Even if you disagree with the volume of junior consultants in the preceding example that are selected for a fixed-price project, you must accept the statistical likelihood that you will not have as many top-level consultants on your project. This likely fact will create the two greatest costs you will encounter:
Medium-term maintenance costs because many project solutions were not implemented correctly
Long-term opportunity cost because better, more powerful, and more efficient solutions were missed
The medium-term maintenance costs are hidden when you go live with your new system. These can prove to be enormous. For example, consider a new Oracle Payroll system that has been "correctly" producing paychecks. The client might have signed off on this implementation and not realized that there are employees who are currently being taxed in wrong tax jurisdictions or not even being taxed at all. Sure, detailed payroll testing should have identified these types of issues. However, if the consulting firm provided less-experienced consultants, the consultants might not have even recognized the problems.
The client cost is now more expensive than if they had implemented it correctly the first time. Not only do you now have to pay for the correction to ensure proper future calculations, you now need to perform tax balance adjustments to correct past incorrect calculations.
There is a long-term opportunity cost that is lost due to non-optimal, long-term project decisions. First, without knowledge of more efficient and more powerful solutions, the client will not recognize the better solutions that could have been chosen. If a better solution is truly more efficient, it involves a truly lower cost each time the solution is processed. Secondly, some project setup and configuration decisions are binding. If you observe a future fabulous idea that can save the company money but you find out that the system has been set up and configured without appropriate flexibility, you will now lose the opportunity of your new cost savings idea. Alternatively, you could re-implement the system at a huge cost to design in the system flexibility that will allow your "cost saving" idea to be implemented.

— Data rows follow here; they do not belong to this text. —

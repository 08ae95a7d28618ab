use criterion::{BatchSize, Criterion, criterion_group, criterion_main};
use mineboard_core::{Board, BoardConfig};
use std::hint::black_box;

fn bench_reset(c: &mut Criterion) {
    for (name, config) in [
        ("beginner", BoardConfig::beginner()),
        ("intermediate", BoardConfig::intermediate()),
        ("dense_64", BoardConfig::new(64, 800).unwrap()),
    ] {
        c.bench_function(&format!("reset/{name}"), |b| {
            let mut board = Board::with_seed(config, 42);
            b.iter(|| {
                board.reset();
                black_box(board.state())
            })
        });
    }
}

fn bench_flood_fill(c: &mut Criterion) {
    // no mines: a single reveal opens the whole board
    for dimension in [16u8, 64, 255] {
        let config = BoardConfig::new(dimension, 0).unwrap();
        c.bench_function(&format!("flood_fill/open_{dimension}"), |b| {
            b.iter_batched(
                || Board::with_seed(config, 7),
                |mut board| black_box(board.reveal((dimension / 2, dimension / 2))),
                BatchSize::LargeInput,
            )
        });
    }
}

criterion_group!(benches, bench_reset, bench_flood_fill);
criterion_main!(benches);
use crate::*;
pub use random::*;

mod random;

pub trait MinefieldGenerator {
    fn generate(self, config: BoardConfig) -> MineLayout;
}
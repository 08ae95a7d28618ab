use serde::{Deserialize, Serialize};

use crate::*;

/// What a renderer draws inside a tile.
#[derive(Copy, Clone, Debug, PartialEq, Eq, Serialize, Deserialize)]
pub enum Glyph {
    Blank,
    Flag,
    Bomb,
    Count(u8),
}

impl Glyph {
    fn of_contents(contents: Contents) -> Self {
        match contents {
            Contents::Bomb => Self::Bomb,
            Contents::Empty(0) => Self::Blank,
            Contents::Empty(count) => Self::Count(count),
        }
    }
}

/// Background tint of a tile.
#[derive(Copy, Clone, Debug, PartialEq, Eq, Serialize, Deserialize)]
pub enum Shade {
    Lost,
    Won,
    Revealed,
    Covered,
}

#[derive(Copy, Clone, Debug, PartialEq, Eq, Serialize, Deserialize)]
pub struct TileView {
    pub glyph: Glyph,
    pub shade: Shade,
}

impl TileView {
    pub fn of(state: GameState, cell: Cell) -> Self {
        use Visibility::*;

        // contents are shown everywhere once the game is over
        let glyph = match (state.is_over(), cell.visibility) {
            (true, _) | (false, Visible) => Glyph::of_contents(cell.contents),
            (false, Covered) => Glyph::Blank,
            (false, Flagged) => Glyph::Flag,
        };
        let shade = match state {
            GameState::Lost => Shade::Lost,
            GameState::Won => Shade::Won,
            GameState::Playing if cell.is_visible() => Shade::Revealed,
            GameState::Playing => Shade::Covered,
        };

        Self { glyph, shade }
    }
}

impl GameState {
    /// Banner line for the current state, empty while playing.
    pub const fn title(self) -> &'static str {
        match self {
            Self::Playing => "",
            Self::Won => "You won!",
            Self::Lost => "You lost!",
        }
    }
}

impl Board {
    /// # Panics
    ///
    /// If `coords` lies outside the board.
    pub fn view_at(&self, coords: Coord2) -> TileView {
        TileView::of(self.state(), self[coords])
    }
}
use thiserror::Error;

#[derive(Error, Debug, Copy, Clone, PartialEq, Eq)]
pub enum GameError {
    #[error("Invalid coordinates")]
    InvalidCoords,
    #[error("Board dimension must be at least 1")]
    InvalidDimension,
    #[error("Too many mines")]
    TooManyMines,
    #[error("Mine mask must be square and at most 255 cells wide")]
    InvalidBoardShape,
    #[error("Declared mine count does not match the mine mask")]
    MineCountMismatch,
}

pub type Result<T> = core::result::Result<T, GameError>;
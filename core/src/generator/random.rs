use alloc::vec::Vec;
use rand::Rng;
use rand::seq::SliceRandom;

use super::*;

/// Uniform mine placement: every arrangement of `mines` mines over the board is equally likely.
///
/// Lays out the mines in the first slots and shuffles the whole board with Fisher-Yates.
#[derive(Debug)]
pub struct RandomMinefieldGenerator<'r, R: Rng + ?Sized> {
    rng: &'r mut R,
}

impl<'r, R: Rng + ?Sized> RandomMinefieldGenerator<'r, R> {
    pub fn new(rng: &'r mut R) -> Self {
        Self { rng }
    }
}

impl<R: Rng + ?Sized> MinefieldGenerator for RandomMinefieldGenerator<'_, R> {
    fn generate(self, config: BoardConfig) -> MineLayout {
        let side = usize::from(config.dimension());
        let mines = usize::from(config.mines());

        let mut slots: Vec<bool> = (0..side * side).map(|i| i < mines).collect();
        slots.shuffle(self.rng);

        let mine_mask = Array2::from_shape_fn((side, side), |(y, x)| slots[x + y * side]);
        let layout = MineLayout::from_mine_mask(mine_mask);

        // double check mine count
        if layout.mine_count() != config.mines() {
            log::warn!(
                "Generated minefield count mismatch, actual: {}, requested: {}",
                layout.mine_count(),
                config.mines()
            );
        }
        layout
    }
}
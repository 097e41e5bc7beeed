//! Lazy, resettable value sequences for driving scheduled events.
//!
//! A [`Pattern`] hands out one value per call to [`next`](Pattern::next) and
//! returns `None` once it is exhausted. Patterns nest: the elements of a list
//! pattern are [`Item`]s, which are either plain values or further patterns.
//! A nested pattern is drawn from until it runs out, then it is reset and the
//! parent moves on.
//!
//! ```
//! use schall::pattern::{Item, Pattern, Sequence};
//!
//! let inner = Sequence::from_values([10.0, 20.0], 1);
//! let mut outer = Sequence::new(vec![Item::Value(1.0), Item::pattern(inner)], 1);
//!
//! let drawn: Vec<f64> = std::iter::from_fn(|| outer.next()).collect();
//! assert_eq!(drawn, vec![1.0, 10.0, 20.0]);
//! ```

mod list;
mod numeric;
mod proxy;

pub use list::{Choose, Sequence, Series, Shuffle};
pub use numeric::{Arithmetic, Geometric, Random};
pub use proxy::{Proxy, ProxyHandle};

/// A stateful cursor over a sequence of values.
pub trait Pattern<T>: Send {
    /// The next value, or `None` once the pattern is exhausted.
    fn next(&mut self) -> Option<T>;

    /// Rewind to the start, resetting nested patterns too.
    fn reset(&mut self);
}

impl<T> Pattern<T> for Box<dyn Pattern<T>> {
    fn next(&mut self) -> Option<T> {
        (**self).next()
    }

    fn reset(&mut self) {
        (**self).reset()
    }
}

/// One element of a list pattern: a literal value or a nested pattern.
pub enum Item<T> {
    Value(T),
    Pattern(Box<dyn Pattern<T>>),
}

impl<T: Clone> Item<T> {
    /// Wrap a pattern as a nested item.
    pub fn pattern(pattern: impl Pattern<T> + 'static) -> Self {
        Item::Pattern(Box::new(pattern))
    }

    /// Resolve one level of nesting: literal values are returned as-is,
    /// nested patterns are advanced.
    pub fn value(&mut self) -> Option<T> {
        match self {
            Item::Value(value) => Some(value.clone()),
            Item::Pattern(pattern) => pattern.next(),
        }
    }

    pub fn reset(&mut self) {
        if let Item::Pattern(pattern) = self {
            pattern.reset();
        }
    }

    #[inline]
    pub fn is_pattern(&self) -> bool {
        matches!(self, Item::Pattern(_))
    }
}

impl<T> From<T> for Item<T> {
    fn from(value: T) -> Self {
        Item::Value(value)
    }
}

/// How many times a pattern runs through its source.
#[derive(Clone, Copy, Debug, PartialEq, Eq)]
pub enum Repeats {
    Times(usize),
    Infinite,
}

impl Repeats {
    /// Whether `position` is still inside `repeats * len` steps.
    #[inline]
    fn allows(self, position: usize, len: usize) -> bool {
        match self {
            Repeats::Times(times) => position < times.saturating_mul(len),
            Repeats::Infinite => true,
        }
    }
}

impl Default for Repeats {
    fn default() -> Self {
        Repeats::Times(1)
    }
}

impl From<usize> for Repeats {
    fn from(times: usize) -> Self {
        Repeats::Times(times)
    }
}

pub(crate) fn into_items<T>(values: impl IntoIterator<Item = T>) -> Vec<Item<T>> {
    values.into_iter().map(Item::Value).collect()
}
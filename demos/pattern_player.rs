//! Play an arpeggio through the default output device.
//!
//! Run with: cargo run --example pattern_player --features cpal_sink

use std::sync::atomic::Ordering;
use std::sync::Arc;
use std::thread::sleep;
use std::time::Duration;

use schall::nodes::{Gain, Sine};
use schall::pattern::{Item, Sequence, Shuffle};
use schall::{CpalDevice, Engine, EngineConfig};

fn main() -> Result<(), Box<dyn std::error::Error>> {
    tracing_subscriber::fmt::init();

    let device = CpalDevice::default_output().ok_or("No audio device")?;
    let config = EngineConfig::default()
        .with_sample_rate(device.sample_rate())
        .with_channels(device.channels() as usize)
        .with_bpm(110.0);
    let mut engine = Engine::new(config)?;
    let mut handle = engine.handle().ok_or("engine handle already taken")?;

    let osc = engine.add(Sine::new(440.0));
    let level = engine.add(Gain::new(0.5));
    engine.connect(&osc, &level)?;
    engine.output(&level)?;

    // Shuffled chord tones, then a rising run, forever.
    let chord = Shuffle::from_values([261.63, 329.63, 392.0, 523.25], 2);
    let run = Sequence::from_values([293.66, 349.23, 440.0, 587.33], 1);
    let melody = Sequence::looping(vec![Item::pattern(chord), Item::pattern(run)]);

    engine
        .scheduler_mut()
        .play(vec![Item::pattern(melody)], 0.25, move |graph, _, values| {
            if let Some(osc) = graph.processor_mut::<Sine>(osc) {
                osc.set_frequency(values[0] as f32);
            }
        });

    let sample_rate = engine.sample_rate() as f64;
    let played = engine.device().playback_counter();
    let _stream = device.start(engine, Arc::clone(&played))?;

    println!("Playing on {}... Ctrl+C to stop", device.name());
    let mut second = 0_u64;
    loop {
        sleep(Duration::from_secs(1));
        second += 1;
        let frames = played.load(Ordering::Relaxed);
        println!("{:.1}s played ({frames} frames)", frames as f64 / sample_rate);

        // Swell and fade the level every few seconds.
        let gain = if second % 4 < 2 { 0.5 } else { 0.2 };
        let sent = handle.send(move |graph, _| {
            if let Some(level) = graph.processor_mut::<Gain>(level) {
                level.set_gain(gain);
            }
        });
        if sent.is_err() {
            eprintln!("command queue full, skipping level change");
        }
    }
}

A few people might read this section and conclude that you can outsmart the system by purchasing a fixed-price implementation but demanding only the best consultants. Nothing is impossible. But buyer beware, you have probably outsmarted yourself. Of course, if a higher level of management does not give you a vote in this decision, do not lose your job! Just remember that the human nature of the consulting organization's staffing decisions is not a fictitious item. Besides, if it takes 6 or 12 months after the new system goes live to finally conclude that the implementation was a disaster, you will have plenty of time to find a new job!